Еще смертный Я не могу не думать о маршруте выхода из тупика, потому что мне любопытно и страшно.
Слабому и смертному мне всё чудится возможность обретения райского сада — и я мечтаю, как бы сделать свою слабость силой.
Заглядывая себе в Сознание, я вижу, как жизнь образует в нем понятия.
Я властвую над ними как над деревьями своего сада, да только власть моя призрачна — и в душе, и в саду.
Потому что поливать и удобрять, а при необходимости — рубить и корчевать, это не значит властвовать над той Силой, что оплодотворяет цветок и завязывает плод.
Точно так же я не властвую и над образованием понятий — взять, хотя бы, специальное предпочтение к запаху сирени, не говоря уж о делении мира на «Он и Она».
45. Хочу и боюсь
Предохранительная слепота, избирательная зоркость, Поводок…
Странное, все-таки, я существо. С одной стороны, мне несомненно присуща Свобода Воли. Я запросто могу ее подтвердить, удивив друзей каким-нибудь странным поступком.
С другой стороны, я — раб, потому что понятия и стремления встроены в меня Природой и Обществом.
Впрочем, что есть Общество, как не часть Природы?
— Те же джунгли, — проявляю я встроенное в меня стремление объяснять путем сравнений.
Это не только путь к тривиализации очевидных истин и не только сведение сложного к простому или нового к уже знакомому. Находясь в непрерывном процессе сравнения себя с себе подобными, мы дрожим между счастьем и несчастьем как между верой и неверием. Дрожим, образуя липкую общность, вместе держась за жизнь.
Я сказал трюизм, что Общество — это те же джунгли. Однако при этом мне открылось вневербальное пространство, в котором то ли скалится, то ли хохочет, раскачиваясь на лиане, лохматый и многопотентный, трусливый, но бесстрашный Я.

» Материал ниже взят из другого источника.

//! Interface to the operators that shape functions are verified against.

use std::error::Error;
use std::fmt;

use crate::invocation::CallArgs;
use crate::op_name::OpName;
use crate::placeholder::RealTensor;
use crate::shape::Returned;
use crate::signature::BindError;

/// Possible reasons why an operator may fail on a given input.
#[derive(Clone, Debug, PartialEq)]
pub enum OpError {
    /// The oracle has no implementation of the operator.
    UnknownOperator(String),

    /// The arguments could not be bound to the operator's parameters.
    InvalidArguments(BindError),

    /// A tensor has an unsupported type.
    UnsupportedType,

    /// Input tensor shapes are not compatible with each other or operator
    /// attributes.
    IncompatibleInputShapes(&'static str),

    /// An input has a value that is incorrect.
    InvalidValue(&'static str),

    /// An input or attribute has a value that is valid, but not currently
    /// supported.
    UnsupportedValue(&'static str),
}

impl fmt::Display for OpError {
    fn fmt(&self, f: &mut fmt::Formatter<'_>) -> fmt::Result {
        match self {
            OpError::UnknownOperator(name) => write!(f, "unknown operator {}", name),
            OpError::InvalidArguments(err) => write!(f, "invalid arguments: {}", err),
            OpError::UnsupportedType => write!(f, "unsupported input type"),
            OpError::IncompatibleInputShapes(details) => {
                write!(f, "incompatible input shapes: {}", details)
            }
            OpError::InvalidValue(details) => {
                write!(f, "input or attribute has invalid value: {}", details)
            }
            OpError::UnsupportedValue(details) => {
                write!(f, "unsupported input or attribute value: {}", details)
            }
        }
    }
}

impl Error for OpError {}

impl From<BindError> for OpError {
    fn from(err: BindError) -> OpError {
        OpError::InvalidArguments(err)
    }
}

/// Ground-truth implementation of operators.
///
/// Shape functions are checked by comparing their outputs with the shapes of
/// the tensors returned by an oracle for the same arguments.
pub trait Oracle {
    /// Evaluate operator `op` with real tensor arguments.
    fn call(&self, op: &OpName, args: &CallArgs<RealTensor>) -> Result<Returned<RealTensor>, OpError>;
}

impl<O: Oracle + ?Sized> Oracle for &O {
    fn call(&self, op: &OpName, args: &CallArgs<RealTensor>) -> Result<Returned<RealTensor>, OpError> {
        (**self).call(op, args)
    }
}
//! Table-driven test helpers shared by the shape library crates.

use std::fmt::Debug;
use std::panic::{catch_unwind, RefUnwindSafe};

/// Run a test function over a table of cases.
///
/// Each case is a value of a `Debug` struct, conventionally named `Case`.
/// Every case is run even if an earlier one fails. Once all cases have run,
/// `test_each` panics with the debug representation of each failing case.
///
/// ```
/// use rten_testing::TestCases;
///
/// #[derive(Debug)]
/// struct Case {
///     shape: Vec<usize>,
///     len: usize,
/// }
///
/// let cases = [
///     Case { shape: vec![], len: 1 },
///     Case { shape: vec![2, 3], len: 6 },
///     Case { shape: vec![4, 0], len: 0 },
/// ];
///
/// cases.test_each(|case| {
///     assert_eq!(case.shape.iter().product::<usize>(), case.len);
/// });
/// ```
///
/// Cases and values captured by the test function must be
/// [unwind safe](std::panic::UnwindSafe), so they should not hold interior
/// mutability. Values which are not can be created inside the test function
/// instead, or wrapped in [`AssertUnwindSafe`](std::panic::AssertUnwindSafe).
pub trait TestCases {
    type Case;

    /// Call `test` with a reference to each case, collecting failures.
    fn test_each(self, test: impl Fn(&Self::Case) + RefUnwindSafe)
    where
        Self::Case: Debug + RefUnwindSafe;
}

impl<I: IntoIterator> TestCases for I {
    type Case = I::Item;

    fn test_each(self, test: impl Fn(&I::Item) + RefUnwindSafe)
    where
        I::Item: Debug + RefUnwindSafe,
    {
        let total_and_failures =
            self.into_iter()
                .fold((0, Vec::new()), |(total, mut failures), case| {
                    if catch_unwind(|| test(&case)).is_err() {
                        failures.push(case);
                    }
                    (total + 1, failures)
                });
        let (total, failures) = total_and_failures;
        assert!(
            failures.is_empty(),
            "{} of {} test cases failed: {:?}",
            failures.len(),
            total,
            failures
        );
    }
}

#[cfg(test)]
mod tests {
    use super::TestCases;

    #[derive(Debug)]
    struct Case {
        dims: [usize; 2],
    }

    #[test]
    fn test_each_success() {
        let cases = [Case { dims: [1, 2] }, Case { dims: [3, 4] }];
        cases.test_each(|case| assert!(case.dims[0] < case.dims[1]));
    }

    #[test]
    #[should_panic(expected = "1 of 2 test cases failed")]
    fn test_each_reports_failures() {
        let cases = [Case { dims: [1, 2] }, Case { dims: [4, 3] }];
        cases.test_each(|case| assert!(case.dims[0] < case.dims[1]));
    }

    #[test]
    fn test_each_empty() {
        let cases: [Case; 0] = [];
        cases.test_each(|_| panic!("no cases to run"));
    }
}
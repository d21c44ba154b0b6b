use super::binary::broadcast;
use super::layout::transpose_2d;
use super::ShapeError;

/// Shape of a matrix multiplication of two 2D tensors.
pub fn mm(a: &[usize], b: &[usize]) -> Result<Vec<usize>, ShapeError> {
    let &[m, k] = a else {
        return Err(ShapeError::IncorrectRank("mm: lhs must be a matrix"));
    };
    let &[k_b, n] = b else {
        return Err(ShapeError::IncorrectRank("mm: rhs must be a matrix"));
    };
    if k != k_b {
        return Err(ShapeError::IncompatibleShapes(
            "mm: lhs columns must match rhs rows",
        ));
    }
    Ok(vec![m, n])
}

/// Shape of a batched matrix multiplication of two 3D tensors.
pub fn bmm(a: &[usize], b: &[usize]) -> Result<Vec<usize>, ShapeError> {
    let &[batch, m, k] = a else {
        return Err(ShapeError::IncorrectRank("bmm: lhs must be a 3D tensor"));
    };
    let &[batch_b, k_b, n] = b else {
        return Err(ShapeError::IncorrectRank("bmm: rhs must be a 3D tensor"));
    };
    if batch != batch_b {
        return Err(ShapeError::IncompatibleShapes(
            "bmm: batch sizes must match",
        ));
    }
    if k != k_b {
        return Err(ShapeError::IncompatibleShapes(
            "bmm: lhs columns must match rhs rows",
        ));
    }
    Ok(vec![batch, m, n])
}

/// Shape of a matrix product with NumPy-style handling of vectors and
/// broadcasting of batch dimensions.
///
/// 1D operands are treated as a row vector (lhs) or column vector (rhs) and
/// the inserted dimension is removed from the output.
pub fn matmul(a: &[usize], b: &[usize]) -> Result<Vec<usize>, ShapeError> {
    match (a, b) {
        (&[k_a], &[k_b]) => {
            if k_a != k_b {
                return Err(ShapeError::IncompatibleShapes(
                    "matmul: vector lengths must match",
                ));
            }
            return Ok(Vec::new());
        }
        (&[m, k_a], &[k_b]) => {
            if k_a != k_b {
                return Err(ShapeError::IncompatibleShapes(
                    "matmul: lhs columns must match vector length",
                ));
            }
            return Ok(vec![m]);
        }
        (&[k_a], &[k_b, n]) => {
            if k_a != k_b {
                return Err(ShapeError::IncompatibleShapes(
                    "matmul: vector length must match rhs rows",
                ));
            }
            return Ok(vec![n]);
        }
        (&[_, _], &[_, _]) => return mm(a, b),
        _ => {}
    }

    // Batched case. Promote vectors to matrices, multiply and then remove
    // the inserted dims.
    let (a_batch, a_rows, a_cols) = match a {
        [k] => (&[][..], None, *k),
        [batch @ .., m, k] => (batch, Some(*m), *k),
        [] => return Err(ShapeError::IncorrectRank("matmul: lhs must be at least 1D")),
    };
    let (b_batch, b_rows, b_cols) = match b {
        [k] => (&[][..], *k, None),
        [batch @ .., k, n] => (batch, *k, Some(*n)),
        [] => return Err(ShapeError::IncorrectRank("matmul: rhs must be at least 1D")),
    };

    if a_cols != b_rows {
        return Err(ShapeError::IncompatibleShapes(
            "matmul: lhs columns must match rhs rows",
        ));
    }

    let mut output = broadcast(a_batch, b_batch)
        .map_err(|_| ShapeError::IncompatibleShapes("matmul: batch dims must broadcast"))?;
    output.extend(a_rows);
    output.extend(b_cols);
    Ok(output)
}

/// Shape of `beta * input + alpha * (m1 @ m2)`.
///
/// `input` must broadcast to the shape of the matrix product without
/// changing it.
pub fn addmm(input: &[usize], m1: &[usize], m2: &[usize]) -> Result<Vec<usize>, ShapeError> {
    let output = mm(m1, m2)?;
    if broadcast(input, &output).ok().as_deref() != Some(output.as_slice()) {
        return Err(ShapeError::IncompatibleShapes(
            "addmm: input must broadcast to the product shape",
        ));
    }
    Ok(output)
}

/// Shape of a fully connected layer, `input @ weight.T + bias`.
pub fn linear(
    input: &[usize],
    weight: &[usize],
    bias: Option<&[usize]>,
) -> Result<Vec<usize>, ShapeError> {
    let output = matmul(input, &transpose_2d(weight)?)?;
    if let Some(bias) = bias {
        if broadcast(bias, &output).ok().as_deref() != Some(output.as_slice()) {
            return Err(ShapeError::IncompatibleShapes(
                "linear: bias must broadcast to the output shape",
            ));
        }
    }
    Ok(output)
}

#[cfg(test)]
mod tests {
    use rten_testing::TestCases;

    use super::{addmm, bmm, linear, matmul, mm};

    #[test]
    fn test_mm() {
        assert_eq!(mm(&[2, 3], &[3, 4]), Ok(vec![2, 4]));
        assert_eq!(mm(&[0, 3], &[3, 4]), Ok(vec![0, 4]));
        assert!(mm(&[2, 3], &[4, 4]).is_err());
        assert!(mm(&[2, 3, 1], &[3, 4]).is_err());
        assert!(mm(&[3], &[3, 4]).is_err());
    }

    #[test]
    fn test_bmm() {
        #[derive(Debug)]
        struct Case {
            a: Vec<usize>,
            b: Vec<usize>,
            expected: Option<Vec<usize>>,
        }

        let cases = [
            Case {
                a: [5, 2, 3].into(),
                b: [5, 3, 4].into(),
                expected: Some([5, 2, 4].into()),
            },
            Case {
                a: [0, 2, 3].into(),
                b: [0, 3, 4].into(),
                expected: Some([0, 2, 4].into()),
            },
            // Batch mismatch
            Case {
                a: [5, 2, 3].into(),
                b: [4, 3, 4].into(),
                expected: None,
            },
            // Contraction mismatch
            Case {
                a: [5, 2, 3].into(),
                b: [5, 2, 4].into(),
                expected: None,
            },
            Case {
                a: [2, 3].into(),
                b: [3, 4].into(),
                expected: None,
            },
            Case {
                a: [7, 3].into(),
                b: [2, 4, 5].into(),
                expected: None,
            },
            Case {
                a: [2, 3, 4].into(),
                b: [2, 4].into(),
                expected: None,
            },
        ];

        cases.test_each(|case| {
            assert_eq!(bmm(&case.a, &case.b).ok(), case.expected);
        });
    }

    #[test]
    fn test_matmul() {
        #[derive(Debug)]
        struct Case {
            a: Vec<usize>,
            b: Vec<usize>,
            expected: Option<Vec<usize>>,
        }

        let cases = [
            Case {
                a: [3].into(),
                b: [3].into(),
                expected: Some([].into()),
            },
            Case {
                a: [2, 3].into(),
                b: [3].into(),
                expected: Some([2].into()),
            },
            Case {
                a: [3].into(),
                b: [3, 4].into(),
                expected: Some([4].into()),
            },
            Case {
                a: [2, 3].into(),
                b: [3, 4].into(),
                expected: Some([2, 4].into()),
            },
            Case {
                a: [5, 2, 3].into(),
                b: [3, 4].into(),
                expected: Some([5, 2, 4].into()),
            },
            Case {
                a: [5, 1, 2, 3].into(),
                b: [6, 3, 4].into(),
                expected: Some([5, 6, 2, 4].into()),
            },
            Case {
                a: [3].into(),
                b: [5, 3, 4].into(),
                expected: Some([5, 4].into()),
            },
            Case {
                a: [5, 2, 3].into(),
                b: [3].into(),
                expected: Some([5, 2].into()),
            },
            Case {
                a: [5, 2, 3].into(),
                b: [4, 3, 4].into(),
                expected: None,
            },
            Case {
                a: [5, 2, 3].into(),
                b: [5, 2, 4].into(),
                expected: None,
            },
            Case {
                a: [].into(),
                b: [3].into(),
                expected: None,
            },
            Case {
                a: [3].into(),
                b: [4].into(),
                expected: None,
            },
        ];

        cases.test_each(|case| {
            assert_eq!(matmul(&case.a, &case.b).ok(), case.expected);
        });
    }

    #[test]
    fn test_addmm() {
        assert_eq!(addmm(&[4], &[2, 3], &[3, 4]), Ok(vec![2, 4]));
        assert_eq!(addmm(&[2, 1], &[2, 3], &[3, 4]), Ok(vec![2, 4]));
        assert_eq!(addmm(&[], &[2, 3], &[3, 4]), Ok(vec![2, 4]));
        assert!(addmm(&[3], &[2, 3], &[3, 4]).is_err());
        assert!(addmm(&[1, 2, 4], &[2, 3], &[3, 4]).is_err());
    }

    #[test]
    fn test_linear() {
        assert_eq!(linear(&[8, 3], &[5, 3], None), Ok(vec![8, 5]));
        assert_eq!(linear(&[2, 8, 3], &[5, 3], Some(&[5])), Ok(vec![2, 8, 5]));
        assert_eq!(linear(&[3], &[5, 3], Some(&[5])), Ok(vec![5]));
        assert!(linear(&[8, 3], &[5, 4], None).is_err());
        assert!(linear(&[8, 3], &[5, 3], Some(&[4])).is_err());
        assert!(linear(&[8, 3], &[2, 5, 3], None).is_err());
    }
}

Примерив к себе обезьянье косноязычие, я понял, что метафора — мост между языком и Метаязыком.
Тут же я снова осознал, почему мистическое влияние Книги не способны поколебать никакие достижения науки: Книга — энциклопедия метафор, образующих основу сознательной ментальности, Учебник Метаязыка.
При разрушении Вавилонской Башни, одни и те же метафоры волшебным образом разошлись по всем языкам, так что сохранилась Надежда на возврат к единству. Мои рассуждения — фантазии о том, как она может воплотиться в новой ипостаси.
Прошу прощения, если в фантазиях недостает веселья. Это — не умышленно. Напротив, моя цель — убедиться, что я — участник веселой игры с жизнью.
В силу своей липкости адресую этот текст себе и другому.
В силу своей липкости мечтаю другого убедить.
И весь фокус состоит в том, что даже если я знаю, что прав, я себе поверю, только если мне поверит он.
Он — это ты, читатель.
Всё, о чем я говорил — и трудный путь к Метаязыку, по которому приходится идти, так и не придя, всю жизнь, и делающее историю движение от оборонительных тягот Личности к спасительному и бессмертному Мы — все это предопределено нашим устройством.
Хочу и боюсь так думать.
Хочу, потому что это было бы прекрасно — осознать себя рабом Высшей Силы, а боюсь, потому что страшно.
— Антон Павлович, может, где я и соврал, но только не тут.
46. Под присмотром Всевидящего Ока
— Наша власть от Бога, — говорили правители и вкладывали деньги в храм.
Храм наполнен эхом, так что любой звук кажется вздохом.
Вздыхающая тишина.
Необходимость благопристойного поведения.
Заразительность зевоты.
Личность вышла из храма наружу, под открытое небо, и ощущает неудовлетворенность из-за смешанности чувств.
Следящий за Личностью я могу описать неудовлетворенность следующим образом.
Моя жизнь подчинена исполнению встроенных в меня желаний. Я спрашиваю себя:
— Чего ты хочешь?
И хотя на горизонте виднеется остров Бали, прихожу к выводу, что главное желание — избежать страхов, а среди немногих прочих — желание выглядеть благопристойно, также и в гробу.
Желание избежать страхов — занятие, ставшее в жизни привычным. Дорога внутреннего мира была всю жизнь в сумерках, и лишь иногда молнии догадок давали понять, что я движусь по дороге, а не просто по странной местности, населенной, кроме меня, душами живущих и умерших, а также нашими Кукловодами или, вполне возможно, Кукловодом, который так устроен, что Он — один на Всех.
Сумерки не мешали мне натягивать Поводок и радоваться, когда казалось, что с другой стороны натянутого Поводка меня дергают, то есть, что я не брошен без призора.